The combination of BDNF upregulation, GABAergic modulation, and enkephalinase inhibition makes NA Selank Amidate relevant to cognitive research. Studies with standard Selank have demonstrated improvements in learning and memory tasks in rodent models, particularly under conditions of experimentally induced stress. The enhanced compound is of interest for studying whether improved bioavailability translates to enhanced cognitive effects.

Neuroimmune Research

The dual anxiolytic-immunomodulatory profile of Selank peptides is unusual in pharmacology. This makes NA Selank Amidate valuable for researchers studying the neuroimmune axis — the bidirectional communication between the nervous and immune systems.
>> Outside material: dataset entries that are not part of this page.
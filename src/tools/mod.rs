//! Tools an agent may call while working on a task.
//!
//! Every tool binds its resource (a file path, a documentation URL) at
//! construction and is immutable afterwards. Tasks hold shared references to
//! their tools; agents build a [`ToolRegistry`] per task to dispatch calls.

mod docs;
mod file;
mod text;

use std::path::PathBuf;
use std::sync::Arc;

use async_trait::async_trait;
use serde_json::Value;
use thiserror::Error;

use crate::llm::ToolSchema;

pub use docs::DocsSearchTool;
pub use file::FileReadTool;
pub(crate) use text::truncate;

#[derive(Debug, Error)]
pub enum ToolError {
    #[error("File not found: {0}")]
    NotFound(PathBuf),

    #[error("Failed to read {path}: {source}")]
    Read {
        path: PathBuf,
        #[source]
        source: std::io::Error,
    },

    #[error("Documentation corpus {url} unavailable: {reason}")]
    CorpusUnavailable { url: String, reason: String },

    #[error("Invalid arguments: {0}")]
    InvalidArguments(String),

    #[error("Unknown tool: {0}")]
    UnknownTool(String),
}

/// A named capability an agent may invoke.
#[async_trait]
pub trait Tool: Send + Sync {
    fn name(&self) -> &str;

    fn description(&self) -> &str;

    /// JSON schema of the arguments object.
    fn parameters_schema(&self) -> Value;

    async fn execute(&self, args: Value) -> Result<String, ToolError>;
}

/// Name and description of a registered tool.
#[derive(Debug, Clone)]
pub struct ToolInfo {
    pub name: String,
    pub description: String,
}

/// Ordered set of tools available to one task.
#[derive(Clone, Default)]
pub struct ToolRegistry {
    tools: Vec<Arc<dyn Tool>>,
}

impl ToolRegistry {
    pub fn new() -> Self {
        Self::default()
    }

    /// Build a registry from a task's bound tools.
    ///
    /// A later tool with an already-registered name replaces the earlier one
    /// in place, so names stay unique and declaration order is kept.
    pub fn from_tools(tools: &[Arc<dyn Tool>]) -> Self {
        let mut registry = Self::new();
        for tool in tools {
            registry.register(Arc::clone(tool));
        }
        registry
    }

    pub fn register(&mut self, tool: Arc<dyn Tool>) {
        match self.tools.iter().position(|t| t.name() == tool.name()) {
            Some(idx) => self.tools[idx] = tool,
            None => self.tools.push(tool),
        }
    }

    pub fn is_empty(&self) -> bool {
        self.tools.is_empty()
    }

    pub fn len(&self) -> usize {
        self.tools.len()
    }

    pub fn contains(&self, name: &str) -> bool {
        self.tools.iter().any(|t| t.name() == name)
    }

    pub fn list_tools(&self) -> Vec<ToolInfo> {
        self.tools
            .iter()
            .map(|t| ToolInfo {
                name: t.name().to_string(),
                description: t.description().to_string(),
            })
            .collect()
    }

    pub fn get_tool_schemas(&self) -> Vec<ToolSchema> {
        self.tools
            .iter()
            .map(|t| ToolSchema::function(t.name(), t.description(), t.parameters_schema()))
            .collect()
    }

    pub async fn execute(&self, name: &str, args: Value) -> Result<String, ToolError> {
        let tool = self
            .tools
            .iter()
            .find(|t| t.name() == name)
            .ok_or_else(|| ToolError::UnknownTool(name.to_string()))?;
        tool.execute(args).await
    }
}

#[cfg(test)]
mod tests {
    use super::*;
    use serde_json::json;

    struct Echo(&'static str);

    #[async_trait]
    impl Tool for Echo {
        fn name(&self) -> &str {
            "echo"
        }

        fn description(&self) -> &str {
            self.0
        }

        fn parameters_schema(&self) -> Value {
            json!({"type": "object", "properties": {}})
        }

        async fn execute(&self, args: Value) -> Result<String, ToolError> {
            Ok(format!("{}:{}", self.0, args))
        }
    }

    #[tokio::test]
    async fn dispatches_by_name() {
        let registry = ToolRegistry::from_tools(&[Arc::new(Echo("a")) as Arc<dyn Tool>]);
        let out = registry.execute("echo", json!({"x": 1})).await.unwrap();
        assert_eq!(out, r#"a:{"x":1}"#);
    }

    #[tokio::test]
    async fn unknown_tool_is_an_error() {
        let registry = ToolRegistry::new();
        let err = registry.execute("missing", Value::Null).await.unwrap_err();
        assert!(matches!(err, ToolError::UnknownTool(name) if name == "missing"));
    }

    #[test]
    fn duplicate_names_replace_in_place() {
        let registry = ToolRegistry::from_tools(&[
            Arc::new(Echo("first")) as Arc<dyn Tool>,
            Arc::new(Echo("second")) as Arc<dyn Tool>,
        ]);
        assert_eq!(registry.len(), 1);
        assert_eq!(registry.list_tools()[0].description, "second");
        assert_eq!(registry.get_tool_schemas()[0].function.name, "echo");
    }
}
Conditions where anxiety and immune dysfunction co-occur, such as chronic fatigue and autoimmune-related mood disorders, represent active areas of investigation.

Key Research Findings

Study	Key Finding	Reference
GABA-A receptor modulation	Selank enhances GABA binding to GABA-A receptor complex	Seredenin et al., 2008
BDNF expression	Significant upregulation of BDNF mRNA in hippocampus	Inozemtseva et al., 2009
Cytokine modulation	Modulates IL-6 and cytokine gene expression in leukocytes	Ershov et al., 2008
Anxiolytic behavior	Increased open arm time in elevated plus maze without motor impairment	Seredenin & Kozlovskii, 2007

Frequently Asked Questions

What is the difference between Selank and NA Selank Amidate?

NA Selank Amidate contains two structural modifications — N-acetylation and C-terminal amidation — that protect it from enzymatic degradation. The core peptide sequence and mechanism of action are the same. The modifications improve metabolic stability and may enhance blood-brain barrier penetration.

How does NA Selank Amidate compare to NA Semax Amidate?

NA Semax Amidate is a modified version of Semax (an ACTH fragment analog), while NA Selank Amidate is based on tuftsin. Semax is primarily nootropic and neurotrophic; Selank is primarily anxiolytic and immunomodulatory. Both use the same NA-Amidate modification strategy for improved stability. Some researchers study them in combination due to their complementary profiles.

Is NA Selank Amidate more potent than Selank?

The term “potent” is imprecise here. NA Selank Amidate is not necessarily more potent at the receptor level — it engages the same targets. Its advantage is improved bioavailability and duration of action due to greater resistance to enzymatic breakdown. In practical research terms, this can translate to more consistent results with less frequent dosing.